═══ DATA SUPPLIED

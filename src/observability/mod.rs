//! Observability subsystem.
//!
//! # Data Flow
//! ```text
//! updater / apply / diff engine:
//!     → logging.rs (structured events: load_balancer, pool, service, operation_id)
//!     → metrics.rs (queue depth, operations, remote calls, drain latency)
//!
//! Consumers:
//!     → stdout (pretty or JSON)
//!     → Prometheus scrape endpoint
//! ```
//!
//! # Design Decisions
//! - Metrics go through the `metrics` facade; recording is a no-op until an exporter is installed
//! - Log level from RUST_LOG first, configuration second

pub mod logging;
pub mod metrics;
//! Fetch, merge and apply for one pool group.
//!
//! # Responsibilities
//! - Fetch the pool snapshot once per group
//! - Merge every operation of the group in submission order
//! - Write the result, skipping the call when nothing changed
//! - Classify failures and spend the group's single retry
//! - Resolve every operation of the group exactly once
//!
//! # Retry Policy
//! ```text
//! fetch  → not found      → PoolNotFound (success, no update)
//!        → retriable      → one retry of the whole fetch/merge/apply sequence
//!        → terminal       → Fetch error
//! update → retriable      → re-fetch, re-merge the same operations, re-apply
//!        → terminal       → Update error
//! ```
//! The retry budget is one per group: a retriable failure after the retry is terminal.

use std::sync::Arc;

use crate::cloud::{ApiError, NetworkApi};
use crate::observability::metrics;
use crate::reconciler::merge::merge;
use crate::reconciler::operation::Operation;
use crate::reconciler::types::{OperationResult, Outcome, PoolKey, ReconcileError};

/// Maximum number of fetch/merge/apply attempts per group.
pub const MAX_ATTEMPTS: u32 = 2;

/// Reconcile one pool group and resolve all of its operations with the result.
pub async fn process_group(api: Arc<dyn NetworkApi>, key: PoolKey, ops: Vec<Operation>) -> OperationResult {
    let result = reconcile_pool(api.as_ref(), &key, &ops).await;

    match &result {
        Ok(outcome) => tracing::info!(
            load_balancer = %key.load_balancer,
            pool = %key.pool,
            operations = ops.len(),
            outcome = outcome.as_str(),
            "Backend pool reconciled"
        ),
        Err(e) => tracing::error!(
            load_balancer = %key.load_balancer,
            pool = %key.pool,
            operations = ops.len(),
            error = %e,
            "Backend pool reconciliation failed"
        ),
    }

    for op in ops {
        tracing::debug!(
            operation_id = %op.id(),
            service = %op.service(),
            kind = %op.kind(),
            "Resolving operation"
        );
        op.complete(result.clone());
    }
    result
}

/// Run the fetch/merge/apply sequence for `ops` against `key`.
///
/// Does not resolve the operations; see [`process_group`].
pub async fn reconcile_pool(api: &dyn NetworkApi, key: &PoolKey, ops: &[Operation]) -> OperationResult {
    let mut attempt = 1;
    loop {
        let snapshot = match api.get_backend_pool(&key.load_balancer, &key.pool).await {
            Ok(snapshot) => {
                metrics::record_remote_call("get", "ok");
                snapshot
            }
            Err(e) => {
                metrics::record_remote_call("get", e.metric_label());
                if e.is_not_found() {
                    // The pool is gone; there is nothing left to reconcile against.
                    tracing::warn!(
                        load_balancer = %key.load_balancer,
                        pool = %key.pool,
                        "Backend pool not found, dropping its operations"
                    );
                    return Ok(Outcome::PoolNotFound);
                }
                if should_retry(&e, attempt) {
                    log_retry(key, "get", &e, attempt);
                    attempt += 1;
                    continue;
                }
                return Err(ReconcileError::Fetch {
                    pool: key.clone(),
                    source: e,
                });
            }
        };

        let desired = merge(&snapshot, ops);
        if desired == snapshot {
            tracing::debug!(
                load_balancer = %key.load_balancer,
                pool = %key.pool,
                "Backend pool already up to date, skipping update"
            );
            return Ok(Outcome::Unchanged);
        }

        tracing::debug!(
            load_balancer = %key.load_balancer,
            pool = %key.pool,
            before = snapshot.addresses.len(),
            after = desired.addresses.len(),
            attempt,
            "Updating backend pool"
        );

        match api
            .create_or_update_backend_pool(&key.load_balancer, &key.pool, desired)
            .await
        {
            Ok(()) => {
                metrics::record_remote_call("update", "ok");
                return Ok(Outcome::Applied);
            }
            Err(e) => {
                metrics::record_remote_call("update", e.metric_label());
                if should_retry(&e, attempt) {
                    log_retry(key, "update", &e, attempt);
                    attempt += 1;
                    continue;
                }
                return Err(ReconcileError::Update {
                    pool: key.clone(),
                    source: e,
                });
            }
        }
    }
}

fn should_retry(error: &ApiError, attempt: u32) -> bool {
    error.retriable && attempt < MAX_ATTEMPTS
}

fn log_retry(key: &PoolKey, call: &'static str, error: &ApiError, attempt: u32) {
    tracing::warn!(
        load_balancer = %key.load_balancer,
        pool = %key.pool,
        call,
        attempt,
        error = %error,
        "Retriable backend pool error, retrying with a fresh snapshot"
    );
}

══════

WHAT TO WORK ON = Each record needs to be copied out again, letter for letter.

EXPECTED OUTPUT =
filename src/observability/mod.rs
//! Observability subsystem.
//!
//! # Data Flow
//! ```text
//! updater / apply / diff engine:
//!     → logging.rs (structured events: load_balancer, pool, service, operation_id)
//!     → metrics.rs (queue depth, operations, remote calls, drain latency)
//!
//! Consumers:
//!     → stdout (pretty or JSON)
//!     → Prometheus scrape endpoint
//! ```
//!
//! # Design Decisions
//! - Metrics go through the `metrics` facade; recording is a no-op until an exporter is installed
//! - Log level from RUST_LOG first, configuration second

pub mod logging;
pub mod metrics;
//! Fetch, merge and apply for one pool group.
//!
//! # Responsibilities
//! - Fetch the pool snapshot once per group
//! - Merge every operation of the group in submission order
//! - Write the result, skipping the call when nothing changed
//! - Classify failures and spend the group's single retry
//! - Resolve every operation of the group exactly once
//!
//! # Retry Policy
//! ```text
//! fetch  → not found      → PoolNotFound (success, no update)
//!        → retriable      → one retry of the whole fetch/merge/apply sequence
//!        → terminal       → Fetch error
//! update → retriable      → re-fetch, re-merge the same operations, re-apply
//!        → terminal       → Update error
//! ```
//! The retry budget is one per group: a retriable failure after the retry is terminal.

use std::sync::Arc;

use crate::cloud::{ApiError, NetworkApi};
use crate::observability::metrics;
use crate::reconciler::merge::merge;
use crate::reconciler::operation::Operation;
use crate::reconciler::types::{OperationResult, Outcome, PoolKey, ReconcileError};

/// Maximum number of fetch/merge/apply attempts per group.
pub const MAX_ATTEMPTS: u32 = 2;

/// Reconcile one pool group and resolve all of its operations with the result.
pub async fn process_group(api: Arc<dyn NetworkApi>, key: PoolKey, ops: Vec<Operation>) -> OperationResult {
    let result = reconcile_pool(api.as_ref(), &key, &ops).await;

    match &result {
        Ok(outcome) => tracing::info!(
            load_balancer = %key.load_balancer,
            pool = %key.pool,
            operations = ops.len(),
            outcome = outcome.as_str(),
            "Backend pool reconciled"
        ),
        Err(e) => tracing::error!(
            load_balancer = %key.load_balancer,
            pool = %key.pool,
            operations = ops.len(),
            error = %e,
            "Backend pool reconciliation failed"
        ),
    }

    for op in ops {
        tracing::debug!(
            operation_id = %op.id(),
            service = %op.service(),
            kind = %op.kind(),
            "Resolving operation"
        );
        op.complete(result.clone());
    }
    result
}

/// Run the fetch/merge/apply sequence for `ops` against `key`.
///
/// Does not resolve the operations; see [`process_group`].
pub async fn reconcile_pool(api: &dyn NetworkApi, key: &PoolKey, ops: &[Operation]) -> OperationResult {
    let mut attempt = 1;
    loop {
        let snapshot = match api.get_backend_pool(&key.load_balancer, &key.pool).await {
            Ok(snapshot) => {
                metrics::record_remote_call("get", "ok");
                snapshot
            }
            Err(e) => {
                metrics::record_remote_call("get", e.metric_label());
                if e.is_not_found() {
                    // The pool is gone; there is nothing left to reconcile against.
                    tracing::warn!(
                        load_balancer = %key.load_balancer,
                        pool = %key.pool,
                        "Backend pool not found, dropping its operations"
                    );
                    return Ok(Outcome::PoolNotFound);
                }
                if should_retry(&e, attempt) {
                    log_retry(key, "get", &e, attempt);
                    attempt += 1;
                    continue;
                }
                return Err(ReconcileError::Fetch {
                    pool: key.clone(),
                    source: e,
                });
            }
        };

        let desired = merge(&snapshot, ops);
        if desired == snapshot {
            tracing::debug!(
                load_balancer = %key.load_balancer,
                pool = %key.pool,
                "Backend pool already up to date, skipping update"
            );
            return Ok(Outcome::Unchanged);
        }

        tracing::debug!(
            load_balancer = %key.load_balancer,
            pool = %key.pool,
            before = snapshot.addresses.len(),
            after = desired.addresses.len(),
            attempt,
            "Updating backend pool"
        );

        match api
            .create_or_update_backend_pool(&key.load_balancer, &key.pool, desired)
            .await
        {
            Ok(()) => {
                metrics::record_remote_call("update", "ok");
                return Ok(Outcome::Applied);
            }
            Err(e) => {
                metrics::record_remote_call("update", e.metric_label());
                if should_retry(&e, attempt) {
                    log_retry(key, "update", &e, attempt);
                    attempt += 1;
                    continue;
                }
                return Err(ReconcileError::Update {
                    pool: key.clone(),
                    source: e,
                });
            }
        }
    }
}

fn should_retry(error: &ApiError, attempt: u32) -> bool {
    error.retriable && attempt < MAX_ATTEMPTS
}

fn log_retry(key: &PoolKey, call: &'static str, error: &ApiError, attempt: u32) {
    tracing::warn!(
        load_balancer = %key.load_balancer,
        pool = %key.pool,
        call,
        attempt,
        error = %error,
        "Retriable backend pool error, retrying with a fresh snapshot"
    );
}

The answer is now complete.